Dr. Hernandez discusses heel and foot pain from high heels in a recent appearance on ABC’s Good Morning America:

Dr. Hernandez offered his top 5 biggest misconceptions of Orthopaedic Medicine list to Monsters and Critics:

Orthopaedics is the field of medicine specializing in feet.


Dr. Hernandez says WRONG. “It is the specialty of ALL of the musculoskeletal system. from the spine to the tips of your fingers and toes. ‘Orthopaedic’ is derived from greek language (ortho:straight, Paed: paediatric: Children). This “Straight-Child” specialty grew from the treatment of  ‘twisted’ children with muscular, limb deformities. “Making children straight…”
Orthopaedic surgeons were the ‘Buckle and brace’ doctors. Invention of antibiotics allowed metal implants. War injuries/surgeries and the need for rapid recovery of muscle/bone and return to war led to the field’s growth. One of the first orthopaedic implants was the Kuntscher nail. (femoral rod) . German surgeon inserted the rods into airplane pilots’ broken femurs after plane crashes. And got them back up flying and fighting ASAP.”

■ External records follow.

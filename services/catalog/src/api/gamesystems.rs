//! Game-system controller.
//!
//! # Purpose
//! Adapts `/gamesystems` requests into `GameSystemService` calls and maps each
//! outcome to a status code and JSON body:
//! - missing record on read -> 404 `GAMESYSTEM_NOT_FOUND`
//! - rejected mutation -> 404 or 409 carrying the service's code
//! - any store failure or panic -> 500 naming this module and the operation
use crate::api::error::{ApiError, api_conflict, api_internal, api_not_found, api_validation_error};
use crate::api::respond;
use crate::app::AppState;
use crate::helpers::message::{ErrorMessage, Message, build_message};
use crate::model::{GameSystem, GameSystemPayload};
use crate::service::ServiceError;
use crate::service::gamesystems::{DELETE_GAMESYSTEM_NOT_FOUND, UPDATE_GAMESYSTEM_NOT_FOUND};
use axum::Json;
use axum::extract::rejection::JsonRejection;
use axum::extract::{Path, State};
use axum::http::StatusCode;
use axum::response::{IntoResponse, Response};

pub const MODULE_NAME: &str = "gamesystems";

pub const GAMESYSTEM_NOT_FOUND: &str = "GAMESYSTEM_NOT_FOUND";
pub const GAMESYSTEM_DELETED_SUCCESSFULLY: &str = "GAMESYSTEM_DELETED_SUCCESSFULLY";
pub const INVALID_GAMESYSTEM_PAYLOAD: &str = "INVALID_GAMESYSTEM_PAYLOAD";

fn rejected(message: &ErrorMessage) -> ApiError {
    match message.code() {
        UPDATE_GAMESYSTEM_NOT_FOUND | DELETE_GAMESYSTEM_NOT_FOUND => api_not_found(message.code()),
        code => api_conflict(code),
    }
}

fn service_failure(operation: &str, err: ServiceError) -> ApiError {
    match err {
        ServiceError::Rejected(message) => rejected(&message),
        ServiceError::Unexpected(err) => api_internal(MODULE_NAME, operation, &err),
    }
}

fn payload_or_reject(
    payload: Result<Json<GameSystemPayload>, JsonRejection>,
) -> Result<GameSystemPayload, ApiError> {
    payload.map(|Json(body)| body).map_err(|rejection| {
        tracing::debug!(error = %rejection, "invalid game system payload");
        api_validation_error(INVALID_GAMESYSTEM_PAYLOAD)
    })
}

#[utoipa::path(
    get,
    path = "/gamesystems",
    tag = "gamesystems",
    responses(
        (status = 200, description = "List game systems", body = [GameSystem]),
        (status = 500, description = "Unexpected failure", body = crate::helpers::controller::ControllerErrorResponse)
    )
)]
pub(crate) async fn get_game_systems(State(state): State<AppState>) -> Response {
    const OPERATION: &str = "get_game_systems";
    respond(MODULE_NAME, OPERATION, async move {
        match state.gamesystems.get_all().await {
            Ok(items) => Ok(Json(items).into_response()),
            Err(err) => Err(api_internal(MODULE_NAME, OPERATION, &err)),
        }
    })
    .await
}

#[utoipa::path(
    get,
    path = "/gamesystems/{id}",
    tag = "gamesystems",
    params(
        ("id" = String, Path, description = "Game system identifier")
    ),
    responses(
        (status = 200, description = "Fetch game system", body = GameSystem),
        (status = 404, description = "Game system not found", body = Message),
        (status = 500, description = "Unexpected failure", body = crate::helpers::controller::ControllerErrorResponse)
    )
)]
pub(crate) async fn get_game_system_by_id(
    Path(id): Path<String>,
    State(state): State<AppState>,
) -> Response {
    const OPERATION: &str = "get_game_system_by_id";
    respond(MODULE_NAME, OPERATION, async move {
        match state.gamesystems.get_by_id(&id).await {
            Ok(Some(record)) => Ok(Json(record).into_response()),
            Ok(None) => Err(api_not_found(GAMESYSTEM_NOT_FOUND)),
            Err(err) => Err(api_internal(MODULE_NAME, OPERATION, &err)),
        }
    })
    .await
}

#[utoipa::path(
    post,
    path = "/gamesystems",
    tag = "gamesystems",
    request_body = GameSystemPayload,
    responses(
        (status = 201, description = "Game system created", body = GameSystem),
        (status = 400, description = "Malformed payload", body = Message),
        (status = 409, description = "Name already used", body = Message),
        (status = 500, description = "Unexpected failure", body = crate::helpers::controller::ControllerErrorResponse)
    )
)]
pub(crate) async fn create_game_system(
    State(state): State<AppState>,
    payload: Result<Json<GameSystemPayload>, JsonRejection>,
) -> Response {
    const OPERATION: &str = "create_game_system";
    respond(MODULE_NAME, OPERATION, async move {
        match payload_or_reject(payload) {
            Ok(payload) => state
                .gamesystems
                .create(payload)
                .await
                .map(|created| (StatusCode::CREATED, Json(created)).into_response())
                .map_err(|err| service_failure(OPERATION, err)),
            Err(err) => Err(err),
        }
    })
    .await
}

#[utoipa::path(
    put,
    path = "/gamesystems/{id}",
    tag = "gamesystems",
    params(
        ("id" = String, Path, description = "Game system identifier")
    ),
    request_body = GameSystemPayload,
    responses(
        (status = 200, description = "Game system updated", body = GameSystem),
        (status = 400, description = "Malformed payload", body = Message),
        (status = 404, description = "Game system not found", body = Message),
        (status = 409, description = "Name already used", body = Message),
        (status = 500, description = "Unexpected failure", body = crate::helpers::controller::ControllerErrorResponse)
    )
)]
pub(crate) async fn update_game_system(
    Path(id): Path<String>,
    State(state): State<AppState>,
    payload: Result<Json<GameSystemPayload>, JsonRejection>,
) -> Response {
    const OPERATION: &str = "update_game_system";
    respond(MODULE_NAME, OPERATION, async move {
        match payload_or_reject(payload) {
            Ok(payload) => state
                .gamesystems
                .update(&id, payload)
                .await
                .map(|updated| Json(updated).into_response())
                .map_err(|err| service_failure(OPERATION, err)),
            Err(err) => Err(err),
        }
    })
    .await
}

#[utoipa::path(
    delete,
    path = "/gamesystems/{id}",
    tag = "gamesystems",
    params(
        ("id" = String, Path, description = "Game system identifier")
    ),
    responses(
        (status = 200, description = "Game system deleted", body = Message),
        (status = 404, description = "Game system not found", body = Message),
        (status = 500, description = "Unexpected failure", body = crate::helpers::controller::ControllerErrorResponse)
    )
)]
pub(crate) async fn delete_game_system(
    Path(id): Path<String>,
    State(state): State<AppState>,
) -> Response {
    const OPERATION: &str = "delete_game_system";
    respond(MODULE_NAME, OPERATION, async move {
        match state.gamesystems.delete(&id).await {
            Ok(()) => Ok(Json(build_message(GAMESYSTEM_DELETED_SUCCESSFULLY)).into_response()),
            Err(err) => Err(service_failure(OPERATION, err)),
        }
    })
    .await
}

Shoe inserts are a cure all.


Dr. Hernandez says NO. “Podiatrists, chiropractors, physical therapists are quick to prescribe costly shoe inserts. for a variety of reasons, cure feet, alignment , body issues. Most of the time they are very expensive and they aren’t necessary.  Before you shell out big bucks for ‘custom inserts’, check with an orthopaedic surgeon who specializes in feet….to get his opinion.”

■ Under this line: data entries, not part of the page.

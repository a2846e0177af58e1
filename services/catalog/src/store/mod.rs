//! Catalog storage abstraction.
//!
//! # Purpose
//! Services depend on `Repository<T>` rather than a concrete collection so the
//! backing store can be swapped (in-memory for tests and local runs, a durable
//! backend elsewhere) without touching service or controller logic.
use crate::helpers::controller::ErrorDetails;
use crate::model::CatalogRecord;
use async_trait::async_trait;
use thiserror::Error;

pub mod memory;
pub mod seed;
#[cfg(test)]
pub(crate) mod testing;

#[derive(Debug, Error)]
pub enum StoreError {
    #[error("not found: {0}")]
    NotFound(String),
    #[error("conflict: {0}")]
    Conflict(String),
    #[error(transparent)]
    Unexpected(#[from] anyhow::Error),
}

pub type StoreResult<T> = Result<T, StoreError>;

/// Ordered collection of one record type.
///
/// `list` returns records in insertion order; `replace` keeps a record's
/// position.
#[async_trait]
pub trait Repository<T: CatalogRecord>: Send + Sync {
    async fn list(&self) -> StoreResult<Vec<T>>;
    async fn get(&self, id: &str) -> StoreResult<Option<T>>;
    async fn find_by_name(&self, name: &str) -> StoreResult<Option<T>>;
    /// Fails with `Conflict` when a record with the same id is present.
    async fn insert(&self, record: T) -> StoreResult<T>;
    /// Fails with `NotFound` when no record has `record.id()`.
    async fn replace(&self, record: T) -> StoreResult<T>;
    /// Fails with `NotFound` when no record has `id`.
    async fn remove(&self, id: &str) -> StoreResult<()>;

    async fn health_check(&self) -> StoreResult<()>;
    fn backend_name(&self) -> &'static str;
}

impl ErrorDetails for StoreError {
    fn stack(&self) -> Option<String> {
        match self {
            StoreError::Unexpected(err) => err.stack(),
            _ => None,
        }
    }

    fn message(&self) -> Option<String> {
        match self {
            StoreError::Unexpected(err) => err.message(),
            other => Some(other.to_string()),
        }
    }
}
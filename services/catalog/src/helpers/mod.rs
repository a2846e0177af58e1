//! Response-shaping helpers shared by services and controllers.
//!
//! # Purpose
//! `message` builds the uniform `{message}` / `{error, message}` payloads, and
//! `controller` builds generic 500 bodies and normalizes error values into a
//! single loggable string.
pub mod controller;
pub mod message;
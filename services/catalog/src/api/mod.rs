//! Catalog HTTP API module.
//!
//! # Purpose
//! Exposes the controller modules plus the response helper every handler
//! funnels its body through.
pub mod error;
pub mod gamesystems;
pub mod openapi;
pub mod system;
pub mod types;
pub mod videogames;

use crate::api::error::{ApiError, api_internal};
use crate::helpers::controller::PanicReport;
use axum::response::{IntoResponse, Response};
use futures::FutureExt;
use std::future::Future;
use std::panic::AssertUnwindSafe;

/// Run a handler body, turn its outcome into a response and count it.
///
/// A panic anywhere below the body becomes the same 500 as an unexpected
/// store error for `module` and `operation`.
pub(crate) async fn respond<F>(module: &'static str, operation: &'static str, body: F) -> Response
where
    F: Future<Output = Result<Response, ApiError>>,
{
    let result = match AssertUnwindSafe(body).catch_unwind().await {
        Ok(result) => result,
        Err(payload) => Err(api_internal(
            module,
            operation,
            &PanicReport::from_payload(payload.as_ref()),
        )),
    };
    let response = result.unwrap_or_else(|err| err.into_response());
    metrics::counter!(
        "catalog_http_responses_total",
        "module" => module,
        "operation" => operation,
        "status" => response.status().as_u16().to_string()
    )
    .increment(1);
    response
}
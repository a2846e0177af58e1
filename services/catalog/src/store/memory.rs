//! In-memory implementation of the catalog repository.
//!
//! # Purpose
//! Holds one collection per record type in a `Vec` guarded by
//! `tokio::sync::RwLock`. It exists for:
//! - local development and tests (no external dependencies)
//! - deployments where durability is not required
//!
//! # Durability and consistency
//! - **Not durable**: all state is lost on process restart.
//! - **Single-process consistency**: write locks for mutations, read locks for
//!   reads. Each call is atomic on its own; multi-step sequences (check a name,
//!   then insert) must be serialized by the caller.
//!
//! # Performance characteristics
//! Lookups scan the vector. Catalog collections are small and insertion order
//! is part of the listing contract, so a `Vec` is preferred over a map.
//!
//! # Metrics
//! Maintains a `catalog_records` gauge labelled by record kind.
use super::{Repository, StoreError, StoreResult};
use crate::model::CatalogRecord;
use async_trait::async_trait;
use std::sync::Arc;
use tokio::sync::RwLock;

pub struct InMemoryRepository<T> {
    records: Arc<RwLock<Vec<T>>>,
}

impl<T: CatalogRecord> InMemoryRepository<T> {
    pub fn new() -> Self {
        Self::with_records(Vec::new())
    }

    pub fn with_records(records: Vec<T>) -> Self {
        record_gauge::<T>(records.len());
        Self {
            records: Arc::new(RwLock::new(records)),
        }
    }
}

impl<T: CatalogRecord> Default for InMemoryRepository<T> {
    fn default() -> Self {
        Self::new()
    }
}

fn record_gauge<T: CatalogRecord>(len: usize) {
    metrics::gauge!("catalog_records", "kind" => T::KIND).set(len as f64);
}

#[async_trait]
impl<T: CatalogRecord> Repository<T> for InMemoryRepository<T> {
    async fn list(&self) -> StoreResult<Vec<T>> {
        // Hand out a copy so callers cannot reach the stored records.
        Ok(self.records.read().await.clone())
    }

    async fn get(&self, id: &str) -> StoreResult<Option<T>> {
        Ok(self
            .records
            .read()
            .await
            .iter()
            .find(|record| record.id() == id)
            .cloned())
    }

    async fn find_by_name(&self, name: &str) -> StoreResult<Option<T>> {
        Ok(self
            .records
            .read()
            .await
            .iter()
            .find(|record| record.name() == name)
            .cloned())
    }

    async fn insert(&self, record: T) -> StoreResult<T> {
        let mut records = self.records.write().await;
        if records.iter().any(|existing| existing.id() == record.id()) {
            return Err(StoreError::Conflict(format!("{} id exists", T::KIND)));
        }
        records.push(record.clone());
        record_gauge::<T>(records.len());
        Ok(record)
    }

    async fn replace(&self, record: T) -> StoreResult<T> {
        let mut records = self.records.write().await;
        let slot = records
            .iter_mut()
            .find(|existing| existing.id() == record.id())
            .ok_or_else(|| StoreError::NotFound(T::KIND.into()))?;
        *slot = record.clone();
        Ok(record)
    }

    async fn remove(&self, id: &str) -> StoreResult<()> {
        let mut records = self.records.write().await;
        let position = records
            .iter()
            .position(|record| record.id() == id)
            .ok_or_else(|| StoreError::NotFound(T::KIND.into()))?;
        records.remove(position);
        record_gauge::<T>(records.len());
        Ok(())
    }

    async fn health_check(&self) -> StoreResult<()> {
        Ok(())
    }

    fn backend_name(&self) -> &'static str {
        "memory"
    }
}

Computer keyboard use leads to carpal tunnel syndrome.


Dr. Hernandez says NOPE. “The scientific literature does not support this claim. Get back to work! and type away!  In fact, most studies now strongly suggest that carpal tunnel syndrome is primarily associated with medical or physical conditions such as diabetes, osteoarthritis, hypothyroidism, and rheumatoid arthritis.”

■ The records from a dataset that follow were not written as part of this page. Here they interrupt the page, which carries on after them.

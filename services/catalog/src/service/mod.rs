//! Catalog entity services.
//!
//! # Purpose
//! One service per collection. Services own the existence and name-uniqueness
//! rules and report expected failures as `ServiceError::Rejected` values
//! carrying a tagged error message. Anything else the repository reports is
//! `ServiceError::Unexpected`.
//!
//! # Key invariants and assumptions
//! - Mutations run under a per-service lock, so a name check and the write
//!   that follows it are atomic with respect to other requests.
//! - Reads never take the write lock.
pub mod gamesystems;
pub mod videogames;

pub use gamesystems::GameSystemService;
pub use videogames::VideoGameService;

use crate::helpers::message::{ErrorMessage, build_error_message};
use crate::store::StoreError;
use thiserror::Error;

#[derive(Debug, Error)]
pub enum ServiceError {
    #[error("rejected: {}", .0.message)]
    Rejected(ErrorMessage),
    #[error(transparent)]
    Unexpected(#[from] StoreError),
}

pub type ServiceResult<T> = Result<T, ServiceError>;

pub(crate) fn reject(code: &str) -> ServiceError {
    ServiceError::Rejected(build_error_message(code))
}
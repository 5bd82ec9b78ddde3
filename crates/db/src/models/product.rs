//! Product catalog model.

use serde::{Deserialize, Serialize};
use sqlx::FromRow;

use ordersvc_core::types::{DbId, Timestamp};

/// A row from the `products` table.
#[derive(Debug, Clone, Serialize, FromRow)]
pub struct Product {
    pub id: DbId,
    pub product_name: String,
    pub color: Option<String>,
    pub size: Option<String>,
    pub created_at: Timestamp,
    pub updated_at: Timestamp,
}

/// Input for creating a product (seed/import path).
#[derive(Debug, Deserialize)]
pub struct CreateProduct {
    pub product_name: String,
    pub color: Option<String>,
    pub size: Option<String>,
}
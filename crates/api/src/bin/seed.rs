//! One-time seed binary: resets the tables and inserts sample customers,
//! contact mechanisms, and products, logging the created ids so the API
//! can be exercised by hand.
//!
//! Run with `cargo run --bin seed` (requires `DATABASE_URL`).

use ordersvc_db::models::contact_mech::CreateContactMech;
use ordersvc_db::models::customer::CreateCustomer;
use ordersvc_db::models::product::CreateProduct;
use ordersvc_db::repositories::{
    ContactMechRepo, CustomerRepo, OrderHeaderRepo, OrderItemRepo, ProductRepo,
};
use tracing_subscriber::{layer::SubscriberExt, util::SubscriberInitExt};

#[tokio::main]
async fn main() {
    dotenvy::dotenv().ok();

    tracing_subscriber::registry()
        .with(
            tracing_subscriber::EnvFilter::try_from_default_env()
                .unwrap_or_else(|_| "seed=info".into()),
        )
        .with(tracing_subscriber::fmt::layer())
        .init();

    let database_url = std::env::var("DATABASE_URL").expect("DATABASE_URL must be set");
    let pool = ordersvc_db::create_pool(&database_url)
        .await
        .expect("Failed to connect to database");

    ordersvc_db::run_migrations(&pool)
        .await
        .expect("Failed to run database migrations");

    if let Err(err) = seed(&pool).await {
        tracing::error!(error = %err, "Seeding failed");
        std::process::exit(1);
    }

    tracing::info!("Database seeded successfully");
}

async fn seed(pool: &ordersvc_db::DbPool) -> Result<(), sqlx::Error> {
    // Clear existing data, items before headers.
    OrderItemRepo::delete_all(pool).await?;
    OrderHeaderRepo::delete_all(pool).await?;
    ContactMechRepo::delete_all(pool).await?;
    CustomerRepo::delete_all(pool).await?;
    ProductRepo::delete_all(pool).await?;
    tracing::info!("Data cleared");

    // Customers.
    let john = CustomerRepo::create(
        pool,
        &CreateCustomer {
            first_name: "John".into(),
            last_name: "Doe".into(),
        },
    )
    .await?;
    let jane = CustomerRepo::create(
        pool,
        &CreateCustomer {
            first_name: "Jane".into(),
            last_name: "Smith".into(),
        },
    )
    .await?;
    tracing::info!(customer_1 = %john.id, customer_2 = %jane.id, "Customers created");

    // Contact mechanisms.
    let john_contact_1 = ContactMechRepo::create(
        pool,
        &CreateContactMech {
            customer_id: john.id,
            street_address: "1600 Amphitheatre Parkway".into(),
            city: "Mountain View".into(),
            state: "CA".into(),
            postal_code: "94043".into(),
            phone_number: Some("(650) 253-0000".into()),
            email: Some("john.doe@example.com".into()),
        },
    )
    .await?;
    let john_contact_2 = ContactMechRepo::create(
        pool,
        &CreateContactMech {
            customer_id: john.id,
            street_address: "1 Infinite Loop".into(),
            city: "Cupertino".into(),
            state: "CA".into(),
            postal_code: "95014".into(),
            phone_number: Some("(408) 996-1010".into()),
            email: Some("john.doe@work.com".into()),
        },
    )
    .await?;
    let jane_contact = ContactMechRepo::create(
        pool,
        &CreateContactMech {
            customer_id: jane.id,
            street_address: "350 Fifth Avenue".into(),
            city: "New York".into(),
            state: "NY".into(),
            postal_code: "10118".into(),
            phone_number: Some("(212) 736-3100".into()),
            email: Some("jane.smith@example.com".into()),
        },
    )
    .await?;
    tracing::info!(
        john_contact_1 = %john_contact_1.id,
        john_contact_2 = %john_contact_2.id,
        jane_contact = %jane_contact.id,
        "Contact mechanisms created"
    );

    // Products.
    let products = [
        ("T-Shirt", "Red", "M"),
        ("Jeans", "Blue", "32"),
        ("Sneakers", "White", "9"),
        ("Jacket", "Black", "L"),
        ("Hat", "Green", "One Size"),
    ];
    for (name, color, size) in products {
        ProductRepo::create(
            pool,
            &CreateProduct {
                product_name: name.into(),
                color: Some(color.into()),
                size: Some(size.into()),
            },
        )
        .await?;
    }

    for product in ProductRepo::list(pool).await? {
        tracing::info!(product_id = %product.id, name = %product.product_name, "Product created");
    }

    Ok(())
}
use std::sync::Arc;

use crate::config::ServerConfig;

/// Shared application state available to all Axum handlers via `State<AppState>`.
///
/// This is cheaply cloneable (the pool is reference-counted internally).
#[derive(Clone)]
pub struct AppState {
    /// Database connection pool, created once at startup.
    pub pool: ordersvc_db::DbPool,
    /// Server configuration.
    pub config: Arc<ServerConfig>,
}
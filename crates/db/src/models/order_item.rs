//! Order item model and item-level wire DTOs.

use serde::{Deserialize, Serialize};
use sqlx::FromRow;

use ordersvc_core::types::{DbId, Timestamp};

/// A row from the `order_items` table. One product line within an order.
#[derive(Debug, Clone, Serialize, FromRow)]
pub struct OrderItem {
    pub id: DbId,
    pub order_id: DbId,
    pub product_id: DbId,
    pub quantity: i32,
    pub status: String,
    pub created_at: Timestamp,
    pub updated_at: Timestamp,
}

/// Wire shape of an item, used both inline in `POST /orders` and as the
/// body of `POST /orders/{id}/items`.
#[derive(Debug, Deserialize)]
pub struct OrderItemInput {
    pub product_id: String,
    pub quantity: i32,
    /// Defaults to `Pending`.
    pub status: Option<String>,
}

/// Request body for `PUT /orders/{id}/items/{item_id}`.
#[derive(Debug, Deserialize)]
pub struct UpdateOrderItemRequest {
    pub quantity: Option<i32>,
    pub status: Option<String>,
}

/// Typed insert input for the repository.
#[derive(Debug)]
pub struct NewOrderItem {
    pub order_id: DbId,
    pub product_id: DbId,
    pub quantity: i32,
    pub status: String,
}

A simple knee “clean up job” is all you need for your knee meniscus tear.


Dr. Hernandez says CAREFUL!: “A torn knee meniscus is usually NOT the Problem!  It’s usually just arthritis setting in. The soft padding between the knee bones wears out and the bones start to grind, causing pain. The meniscus is just part of this padding that is tearing/wearing out. Be careful of arthroscopic meniscus “clean up job” surgeries. They might nor work, if arthritis is the real problem. Talk to your doctor about arthritis.”

I have a bad back!


Dr. Hernandez says WAIT. “Actually, It’s probably your belly that is big, and bad. Your back is probably fine, just overworked.  Back pain is the third most common reason for a doctor’s visit. Almost everyone has back pain. And unfortunately, in America we have a tremendous obesity epidemic, Almost everyone should lose a few pounds. That’s the good news! There is usually a simple cure: Stretching, physical therapy, and weight loss will help the vast majority of back pain. Don’t rush yourself into a spine procedure. Injections and Surgery can usually be avoided, if you put in the effort to lose weight and strengthen your back.
Check with your doctor first, of course.”